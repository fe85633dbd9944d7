use std::fmt::Display;
use std::path::Path;
use std::path::PathBuf;
use std::process::Output;

use anyhow::Context;
use anyhow::Result;
use anyhow::bail;
use async_trait::async_trait;
#[cfg(test)]
use mockall::automock;
use tokio::process::Command;
use tracing::instrument;

// -----------------------------------------------------------------------------
// Types

#[derive(Debug, Clone, PartialEq, Eq)]
pub struct CommitId(pub String);

impl Display for CommitId {
    fn fmt(&self, f: &mut std::fmt::Formatter<'_>) -> std::fmt::Result {
        f.write_str(&self.0)
    }
}

// -----------------------------------------------------------------------------
// GitOps trait

/// Operations on the local working copy.
#[cfg_attr(test, automock)]
#[async_trait(?Send)]
pub trait GitOps {
    /// Root of the working tree. Paths returned by [`GitOps::untracked_files`]
    /// are relative to it.
    fn workdir(&self) -> PathBuf;

    /// Name of the checked-out branch. Fails on a detached HEAD.
    async fn current_branch(&self) -> Result<String>;

    /// Names of all local branches, including the current one.
    async fn local_branches(&self) -> Result<Vec<String>>;

    /// The best common ancestor of two revisions.
    async fn merge_base(&self, a: &str, b: &str) -> Result<CommitId>;

    /// Committer timestamp of a commit, in seconds since the epoch.
    async fn commit_time(&self, commit: &CommitId) -> Result<i64>;

    /// URL of the `origin` remote, if configured.
    async fn remote_url(&self) -> Result<Option<String>>;

    /// Working tree changes not yet staged.
    async fn diff_unstaged(&self) -> Result<String>;

    /// Changes staged in the index.
    async fn diff_staged(&self) -> Result<String>;

    /// Changes on HEAD since it diverged from `base` (`base...HEAD`).
    async fn diff_from(&self, base: &str) -> Result<String>;

    /// Untracked, non-ignored files.
    async fn untracked_files(&self) -> Result<Vec<String>>;

    /// Whether the working tree has any modification, including untracked files.
    async fn is_dirty(&self) -> Result<bool>;

    /// Create `branch` from the current HEAD and switch to it.
    async fn create_branch(&self, branch: &str) -> Result<()>;

    /// Rename the current branch to `branch`.
    async fn rename_branch(&self, branch: &str) -> Result<()>;

    /// Push `branch` to `origin` and set it as upstream.
    async fn push_upstream(&self, branch: &str) -> Result<()>;

    /// Stage every change in the working tree.
    async fn add_all(&self) -> Result<()>;

    /// Whether the index differs from HEAD.
    async fn has_staged_changes(&self) -> Result<bool>;

    async fn commit(&self, message: &str) -> Result<()>;

    /// Push the current branch to its upstream.
    async fn push(&self) -> Result<()>;
}

// -----------------------------------------------------------------------------
// RealGit

/// Real implementation that calls the git CLI
pub struct RealGit {
    path: PathBuf,
}

impl RealGit {
    /// Open the working copy containing `path`.
    ///
    /// Fails if `path` is not inside a git repository or if the repository is
    /// bare.
    pub async fn open(path: &Path) -> Result<Self> {
        let output = Command::new("git")
            .current_dir(path)
            .args(["rev-parse", "--is-bare-repository"])
            .output()
            .await
            .context("Failed to execute git command")?;

        if !output.status.success() {
            bail!("The current directory is not a Git repository.");
        }
        if String::from_utf8(output.stdout)?.trim() == "true" {
            bail!("The directory is a bare Git repository.");
        }

        let output = Command::new("git")
            .current_dir(path)
            .args(["rev-parse", "--show-toplevel"])
            .output()
            .await
            .context("Failed to execute git command")?;

        if !output.status.success() {
            bail!(
                "git rev-parse failed: {}",
                String::from_utf8_lossy(&output.stderr).trim()
            );
        }

        let toplevel = String::from_utf8(output.stdout)?.trim().to_string();
        Ok(Self {
            path: PathBuf::from(toplevel),
        })
    }

    async fn output(&self, args: &[&str]) -> Result<Output> {
        Command::new("git")
            .current_dir(&self.path)
            .args(args)
            .output()
            .await
            .context("Failed to execute git command")
    }

    /// Run a git command and return its stdout, failing on a non-zero exit.
    async fn run(&self, args: &[&str]) -> Result<String> {
        let output = self.output(args).await?;

        if !output.status.success() {
            bail!(
                "git {} failed: {}",
                args.first().copied().unwrap_or_default(),
                String::from_utf8_lossy(&output.stderr).trim()
            );
        }

        // Diffs may contain non UTF-8 content from binary-ish files
        Ok(String::from_utf8_lossy(&output.stdout).into_owned())
    }
}

#[async_trait(?Send)]
impl GitOps for RealGit {
    fn workdir(&self) -> PathBuf {
        self.path.clone()
    }

    async fn current_branch(&self) -> Result<String> {
        let output = self.output(&["symbolic-ref", "--short", "-q", "HEAD"]).await?;

        if !output.status.success() {
            bail!("HEAD is detached; check out a branch first");
        }

        Ok(String::from_utf8(output.stdout)?.trim().to_string())
    }

    async fn local_branches(&self) -> Result<Vec<String>> {
        let output = self
            .run(&["for-each-ref", "--format=%(refname:short)", "refs/heads/"])
            .await?;

        Ok(output
            .lines()
            .map(|line| line.trim().to_string())
            .filter(|line| !line.is_empty())
            .collect())
    }

    async fn merge_base(&self, a: &str, b: &str) -> Result<CommitId> {
        let output = self.run(&["merge-base", a, b]).await?;
        let commit = output.trim();
        if commit.is_empty() {
            bail!("No merge base between {} and {}", a, b);
        }
        Ok(CommitId(commit.to_string()))
    }

    async fn commit_time(&self, commit: &CommitId) -> Result<i64> {
        let output = self.run(&["show", "-s", "--format=%ct", &commit.0]).await?;
        output
            .trim()
            .parse::<i64>()
            .with_context(|| format!("Unexpected commit timestamp for {}: {:?}", commit, output))
    }

    async fn remote_url(&self) -> Result<Option<String>> {
        let output = self
            .output(&["config", "--get", "remote.origin.url"])
            .await?;

        // Exit code 1 means the key is not set
        if !output.status.success() {
            return Ok(None);
        }

        let url = String::from_utf8(output.stdout)?.trim().to_string();
        Ok((!url.is_empty()).then_some(url))
    }

    async fn diff_unstaged(&self) -> Result<String> {
        self.run(&["diff"]).await
    }

    async fn diff_staged(&self) -> Result<String> {
        self.run(&["diff", "--cached"]).await
    }

    async fn diff_from(&self, base: &str) -> Result<String> {
        self.run(&["diff", &format!("{}...HEAD", base)]).await
    }

    async fn untracked_files(&self) -> Result<Vec<String>> {
        let output = self
            .run(&["ls-files", "--others", "--exclude-standard", "-z"])
            .await?;

        Ok(output
            .split('\0')
            .filter(|path| !path.is_empty())
            .map(|path| path.to_string())
            .collect())
    }

    async fn is_dirty(&self) -> Result<bool> {
        let output = self.run(&["status", "--porcelain"]).await?;
        Ok(!output.trim().is_empty())
    }

    #[instrument(skip(self))]
    async fn create_branch(&self, branch: &str) -> Result<()> {
        self.run(&["checkout", "-b", branch]).await?;
        Ok(())
    }

    #[instrument(skip(self))]
    async fn rename_branch(&self, branch: &str) -> Result<()> {
        self.run(&["branch", "-m", branch]).await?;
        Ok(())
    }

    #[instrument(skip(self))]
    async fn push_upstream(&self, branch: &str) -> Result<()> {
        self.run(&["push", "-u", "origin", branch]).await?;
        Ok(())
    }

    async fn add_all(&self) -> Result<()> {
        self.run(&["add", "-A"]).await?;
        Ok(())
    }

    async fn has_staged_changes(&self) -> Result<bool> {
        let output = self.output(&["diff", "--cached", "--quiet"]).await?;

        // Exit code 0 means no difference, 1 means there are staged changes
        match output.status.code() {
            Some(0) => Ok(false),
            Some(1) => Ok(true),
            _ => bail!(
                "git diff failed: {}",
                String::from_utf8_lossy(&output.stderr).trim()
            ),
        }
    }

    #[instrument(skip_all)]
    async fn commit(&self, message: &str) -> Result<()> {
        self.run(&["commit", "-m", message]).await?;
        Ok(())
    }

    #[instrument(skip(self))]
    async fn push(&self) -> Result<()> {
        self.run(&["push"]).await?;
        Ok(())
    }
}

——

# Exercise aim:
Work out how many lines above have the string "GitOps" in them, and give only the number.

# Exercise result:
4